If a line below contains the string "batch", return that line.

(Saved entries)
---------------

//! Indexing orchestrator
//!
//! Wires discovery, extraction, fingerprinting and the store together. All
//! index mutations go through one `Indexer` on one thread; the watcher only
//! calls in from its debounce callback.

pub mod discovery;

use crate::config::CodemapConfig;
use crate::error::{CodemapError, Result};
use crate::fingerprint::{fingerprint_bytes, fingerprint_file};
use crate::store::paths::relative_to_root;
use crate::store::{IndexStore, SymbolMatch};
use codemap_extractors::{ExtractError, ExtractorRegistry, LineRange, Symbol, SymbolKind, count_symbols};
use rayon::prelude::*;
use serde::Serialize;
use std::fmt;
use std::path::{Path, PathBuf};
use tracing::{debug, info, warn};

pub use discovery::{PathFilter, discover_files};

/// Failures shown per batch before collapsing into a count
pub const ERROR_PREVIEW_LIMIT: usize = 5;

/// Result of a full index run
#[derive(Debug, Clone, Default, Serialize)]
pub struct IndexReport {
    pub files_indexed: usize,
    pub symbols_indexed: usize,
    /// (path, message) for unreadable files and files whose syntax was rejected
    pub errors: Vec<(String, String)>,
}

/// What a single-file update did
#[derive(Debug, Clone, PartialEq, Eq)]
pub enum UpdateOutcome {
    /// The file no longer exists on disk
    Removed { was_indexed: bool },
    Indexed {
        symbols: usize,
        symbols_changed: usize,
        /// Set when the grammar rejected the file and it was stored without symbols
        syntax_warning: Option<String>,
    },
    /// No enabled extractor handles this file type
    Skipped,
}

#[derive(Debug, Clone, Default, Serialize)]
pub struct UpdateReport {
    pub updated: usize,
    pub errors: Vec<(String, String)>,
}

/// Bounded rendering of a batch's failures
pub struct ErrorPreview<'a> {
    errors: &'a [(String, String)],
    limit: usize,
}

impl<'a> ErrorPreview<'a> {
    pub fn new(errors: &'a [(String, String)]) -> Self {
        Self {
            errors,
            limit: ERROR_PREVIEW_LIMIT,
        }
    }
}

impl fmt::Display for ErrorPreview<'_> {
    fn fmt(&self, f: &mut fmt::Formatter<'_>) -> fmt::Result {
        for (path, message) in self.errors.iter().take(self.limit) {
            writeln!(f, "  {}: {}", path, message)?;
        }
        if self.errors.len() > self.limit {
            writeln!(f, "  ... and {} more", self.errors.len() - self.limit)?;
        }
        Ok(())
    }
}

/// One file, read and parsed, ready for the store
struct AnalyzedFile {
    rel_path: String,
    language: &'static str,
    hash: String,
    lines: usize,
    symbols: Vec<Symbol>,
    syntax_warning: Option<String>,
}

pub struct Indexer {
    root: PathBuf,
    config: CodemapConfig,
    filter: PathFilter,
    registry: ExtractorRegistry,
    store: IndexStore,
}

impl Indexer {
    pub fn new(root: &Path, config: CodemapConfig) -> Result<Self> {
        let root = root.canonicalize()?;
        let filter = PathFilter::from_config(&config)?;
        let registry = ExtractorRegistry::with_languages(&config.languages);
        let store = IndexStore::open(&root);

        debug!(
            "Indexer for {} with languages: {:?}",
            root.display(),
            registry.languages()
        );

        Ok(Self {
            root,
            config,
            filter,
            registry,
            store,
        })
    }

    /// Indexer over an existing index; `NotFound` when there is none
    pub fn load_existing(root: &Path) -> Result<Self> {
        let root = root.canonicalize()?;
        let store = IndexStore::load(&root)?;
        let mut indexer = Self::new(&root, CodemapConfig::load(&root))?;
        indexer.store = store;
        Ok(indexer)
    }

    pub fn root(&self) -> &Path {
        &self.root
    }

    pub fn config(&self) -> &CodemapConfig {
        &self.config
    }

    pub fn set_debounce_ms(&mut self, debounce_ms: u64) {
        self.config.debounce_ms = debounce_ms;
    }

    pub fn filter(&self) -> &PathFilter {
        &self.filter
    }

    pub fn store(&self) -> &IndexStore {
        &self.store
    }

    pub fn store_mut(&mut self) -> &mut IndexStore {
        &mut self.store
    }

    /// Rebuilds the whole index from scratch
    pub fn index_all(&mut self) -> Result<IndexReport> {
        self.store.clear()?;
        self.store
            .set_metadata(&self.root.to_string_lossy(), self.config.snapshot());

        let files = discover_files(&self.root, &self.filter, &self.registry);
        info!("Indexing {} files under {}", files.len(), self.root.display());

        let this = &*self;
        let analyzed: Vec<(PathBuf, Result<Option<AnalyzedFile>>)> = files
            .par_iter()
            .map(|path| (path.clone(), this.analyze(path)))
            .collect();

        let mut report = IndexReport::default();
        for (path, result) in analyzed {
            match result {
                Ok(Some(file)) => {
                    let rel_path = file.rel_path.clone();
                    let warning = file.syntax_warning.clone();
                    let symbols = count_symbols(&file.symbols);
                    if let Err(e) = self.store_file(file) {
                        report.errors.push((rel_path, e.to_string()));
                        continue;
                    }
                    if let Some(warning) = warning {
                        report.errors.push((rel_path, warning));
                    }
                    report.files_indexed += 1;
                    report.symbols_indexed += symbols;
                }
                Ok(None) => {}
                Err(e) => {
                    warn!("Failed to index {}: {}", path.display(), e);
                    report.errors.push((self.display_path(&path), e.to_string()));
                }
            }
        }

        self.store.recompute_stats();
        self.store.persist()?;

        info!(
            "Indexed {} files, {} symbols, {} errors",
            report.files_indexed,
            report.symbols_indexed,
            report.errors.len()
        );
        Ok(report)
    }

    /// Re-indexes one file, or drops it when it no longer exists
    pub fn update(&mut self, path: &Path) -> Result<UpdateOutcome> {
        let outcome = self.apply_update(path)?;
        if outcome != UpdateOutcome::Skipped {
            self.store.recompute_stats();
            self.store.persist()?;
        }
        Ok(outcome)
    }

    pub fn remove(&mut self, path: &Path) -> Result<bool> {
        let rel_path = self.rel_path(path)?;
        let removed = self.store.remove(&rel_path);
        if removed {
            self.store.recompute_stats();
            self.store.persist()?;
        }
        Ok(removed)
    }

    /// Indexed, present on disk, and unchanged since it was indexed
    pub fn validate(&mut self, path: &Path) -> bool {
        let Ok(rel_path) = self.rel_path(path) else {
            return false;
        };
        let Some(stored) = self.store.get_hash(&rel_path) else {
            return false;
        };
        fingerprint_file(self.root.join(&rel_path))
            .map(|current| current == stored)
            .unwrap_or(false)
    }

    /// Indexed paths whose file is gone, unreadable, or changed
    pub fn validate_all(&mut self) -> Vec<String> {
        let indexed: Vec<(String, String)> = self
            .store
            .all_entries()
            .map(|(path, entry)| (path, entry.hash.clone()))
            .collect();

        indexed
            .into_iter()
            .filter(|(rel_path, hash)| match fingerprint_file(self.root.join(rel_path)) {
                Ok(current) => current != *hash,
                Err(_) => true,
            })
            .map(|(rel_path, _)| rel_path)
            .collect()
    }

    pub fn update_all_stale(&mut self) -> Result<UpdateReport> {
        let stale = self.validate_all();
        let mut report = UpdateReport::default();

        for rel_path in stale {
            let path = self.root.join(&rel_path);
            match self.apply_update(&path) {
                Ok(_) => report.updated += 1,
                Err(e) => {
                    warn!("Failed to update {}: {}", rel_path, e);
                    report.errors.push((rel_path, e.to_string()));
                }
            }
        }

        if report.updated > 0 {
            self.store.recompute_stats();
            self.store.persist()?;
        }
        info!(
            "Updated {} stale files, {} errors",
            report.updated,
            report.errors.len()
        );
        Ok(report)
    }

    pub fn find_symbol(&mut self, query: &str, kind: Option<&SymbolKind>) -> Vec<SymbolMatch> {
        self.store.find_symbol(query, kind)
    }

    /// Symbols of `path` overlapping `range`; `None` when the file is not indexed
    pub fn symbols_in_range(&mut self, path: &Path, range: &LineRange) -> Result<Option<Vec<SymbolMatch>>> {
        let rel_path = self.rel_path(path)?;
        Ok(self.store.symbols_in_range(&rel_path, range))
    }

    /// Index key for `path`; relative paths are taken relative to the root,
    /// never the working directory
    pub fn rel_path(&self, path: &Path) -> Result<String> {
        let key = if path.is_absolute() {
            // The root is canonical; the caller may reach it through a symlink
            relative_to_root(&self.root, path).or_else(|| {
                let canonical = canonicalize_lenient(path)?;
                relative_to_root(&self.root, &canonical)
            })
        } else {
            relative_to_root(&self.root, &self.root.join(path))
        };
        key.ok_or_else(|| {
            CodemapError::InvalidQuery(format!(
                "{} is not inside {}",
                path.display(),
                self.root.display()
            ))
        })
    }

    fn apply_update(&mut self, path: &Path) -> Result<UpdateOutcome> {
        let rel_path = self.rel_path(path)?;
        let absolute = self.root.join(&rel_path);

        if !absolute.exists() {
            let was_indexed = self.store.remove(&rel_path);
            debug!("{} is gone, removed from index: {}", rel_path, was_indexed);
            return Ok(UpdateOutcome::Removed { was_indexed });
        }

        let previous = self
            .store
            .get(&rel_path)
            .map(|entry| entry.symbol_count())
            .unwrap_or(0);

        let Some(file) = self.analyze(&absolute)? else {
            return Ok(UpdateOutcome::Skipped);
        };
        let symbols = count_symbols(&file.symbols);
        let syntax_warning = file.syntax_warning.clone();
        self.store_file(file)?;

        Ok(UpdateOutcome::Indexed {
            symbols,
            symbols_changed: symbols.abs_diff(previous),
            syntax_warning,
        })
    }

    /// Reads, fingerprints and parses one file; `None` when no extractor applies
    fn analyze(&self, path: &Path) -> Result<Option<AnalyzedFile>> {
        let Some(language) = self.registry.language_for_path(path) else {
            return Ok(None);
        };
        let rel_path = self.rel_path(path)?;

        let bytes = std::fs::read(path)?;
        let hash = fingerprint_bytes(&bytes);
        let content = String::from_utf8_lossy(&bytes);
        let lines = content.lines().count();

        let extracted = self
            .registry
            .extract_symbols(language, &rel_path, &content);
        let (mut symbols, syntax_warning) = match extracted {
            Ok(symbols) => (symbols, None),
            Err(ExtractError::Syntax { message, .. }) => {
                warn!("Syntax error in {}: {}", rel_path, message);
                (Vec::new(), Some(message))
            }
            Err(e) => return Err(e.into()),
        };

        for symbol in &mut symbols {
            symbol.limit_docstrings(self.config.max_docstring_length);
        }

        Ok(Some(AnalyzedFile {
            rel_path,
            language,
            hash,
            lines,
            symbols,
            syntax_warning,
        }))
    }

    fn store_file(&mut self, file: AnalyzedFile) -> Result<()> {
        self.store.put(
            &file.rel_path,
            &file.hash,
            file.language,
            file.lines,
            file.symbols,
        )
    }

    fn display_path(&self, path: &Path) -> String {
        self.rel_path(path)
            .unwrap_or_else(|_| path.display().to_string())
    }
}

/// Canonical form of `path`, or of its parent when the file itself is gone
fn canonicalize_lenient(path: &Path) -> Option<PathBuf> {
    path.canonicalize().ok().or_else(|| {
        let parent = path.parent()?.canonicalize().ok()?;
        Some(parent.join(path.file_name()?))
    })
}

---------------

• Answer for the task:
/// Failures shown per batch before collapsing into a count
/// Bounded rendering of a batch's failures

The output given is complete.